①建物の登記事項証明書(登記簿謄本)を取得して登記内容を確認する。
   ↓
②建物滅失登記申請書を作成する。
   ↓
③登記申請書を法務局に申請する。
   ↓
④無事登記が完了したら、登記完了証を受け取る。

①建物の登記事項証明書(登記簿謄本)を取得して登記内容を確認する

登記簿謄本は基本どこの法務局でも誰でも取得可能なものです。またオンラインでも取得可能です。

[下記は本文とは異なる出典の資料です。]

//! Application Context
//!
//! Shared signals provided via Leptos Context API.

use leptos::prelude::*;

use crate::models::Session;

/// App-wide signals provided via context
#[derive(Clone, Copy)]
pub struct AppContext {
    /// Active session, None while logged out
    pub session: RwSignal<Option<Session>>,
    /// Trigger to re-fetch items and logs from the backend - read
    pub reload_trigger: ReadSignal<u32>,
    /// Trigger to re-fetch items and logs from the backend - write
    set_reload_trigger: WriteSignal<u32>,
}

impl AppContext {
    pub fn new(
        session: RwSignal<Option<Session>>,
        reload_trigger: (ReadSignal<u32>, WriteSignal<u32>),
    ) -> Self {
        Self {
            session,
            reload_trigger: reload_trigger.0,
            set_reload_trigger: reload_trigger.1,
        }
    }

    /// Trigger a refresh of items and logs. Required after every
    /// successful mutation; the mutation response itself is never
    /// treated as authoritative.
    pub fn reload(&self) {
        self.set_reload_trigger.update(|v| *v += 1);
    }
}
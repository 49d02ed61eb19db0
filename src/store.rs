//! Global Application State Store
//!
//! Uses Leptos reactive_stores for fine-grained reactivity. The item
//! and log collections are whole-sale replaced on every re-fetch; the
//! aggregates the dashboard shows are derived in `stats`, not kept
//! here.

use leptos::prelude::*;
use reactive_stores::Store;

use crate::form::ItemForm;
use crate::models::{Item, KategoriFilter, LogEntry};

/// Global application state with field-level reactivity
#[derive(Clone, Debug, Default, Store)]
pub struct AppState {
    /// Last item snapshot fetched from the backend
    pub items: Vec<Item>,
    /// Last activity log snapshot, newest first
    pub logs: Vec<LogEntry>,
    /// Live search term over item names
    pub search_term: String,
    /// Active category filter chip
    pub filter_kategori: KategoriFilter,
    /// Create/edit form state
    pub form: ItemForm,
}

/// Type alias for the store
pub type AppStore = Store<AppState>;

/// Get the app store from context
pub fn use_app_store() -> AppStore {
    expect_context::<AppStore>()
}

/// Drop everything back to the initial state. Used on logout so the
/// next login starts from a clean slate.
pub fn store_reset(store: &AppStore) {
    store.items().set(Vec::new());
    store.logs().set(Vec::new());
    store.search_term().set(String::new());
    store.filter_kategori().set(KategoriFilter::Semua);
    store.form().set(ItemForm::default());
}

取得しなければならない理由は、登記申請書に登記簿記載の情報を記入する必要があるからです。また今回の申請は建物の所有者やその相続人が可能です。相続人が複数人存在していても、相続人であれば誰でも申請可能です。全員で申請する必要はありません。しかし土地と建物の所有者が異なる場合は、土地の所有者は申請できません。

②建物滅失登記申請書等を作成する。

必要な書類は下記となります。

■建物滅失登記申請書

法務局のホームページにテンプレートがあります。建物の表示の箇所は登記簿を丸写しでいきましょう。

■建物滅失証明書(取毀証明書)
■取壊した業者の印鑑証明書
■取壊した業者が会社の場合は、業者の登記簿謄本等

取壊した業者に頼めばもらえるはずです。取壊してから年月が経って存在しない場合は下の方に記載してあります。

■住宅地図、取壊し前後の建物写真

法務局の担当者が現地を視察に来るようなので住宅地図で場所を明確にしておきます。また取壊し前後の写真を提出するとより親切です。もし写真がない場合は国土地理院の「地図・空中写真閲覧サービス」を利用することもできます。無料かつかなり古いデータも残っているので便利です。

③登記申請書を法務局に申請する。

登記簿謄本はどこの法務局でも取得できますが、登記申請書は建物の所在地域を管轄する法務局でしか申請できません。書類申請は窓口で審査を全くされることなく受理されます。不備があった場合は後日連絡がある旨と完了予定日時が伝えられます。目安はだいたい2週間前後のようです。

④無事登記が完了したら、登記完了証を受け取る。

特に法務局から連絡がない場合は、完了予定日に法務局に行き、登記完了証を受け取りましょう。それで滅失登記は完了です。

(2)取壊してから年月が経っている場合

ここからは取壊してから年月が経って書類等がない場合に必要な書類は下記となります。

■固定資産税不登載証明書

登記簿を持参すれば市区町村で発行してくれます。建物がないので当然固定資産税はかかっていないということを証明する書類になります。

■上申書


建物取毀証明書の代わりの書類。本当に取壊していることを証明し、紛失し迷惑をかけたことへの謝罪の書類になります。他の書類は認印でも構いませんが、この書類だけは実印となります。そのため印鑑証明書も必要となります。

流れは上記のようになっています。途中で不明点等が発生しましたら法務局に連絡すれば丁寧に教えてくれます。と言っても、調べないで電話で全部聞こうというのはやめましょう。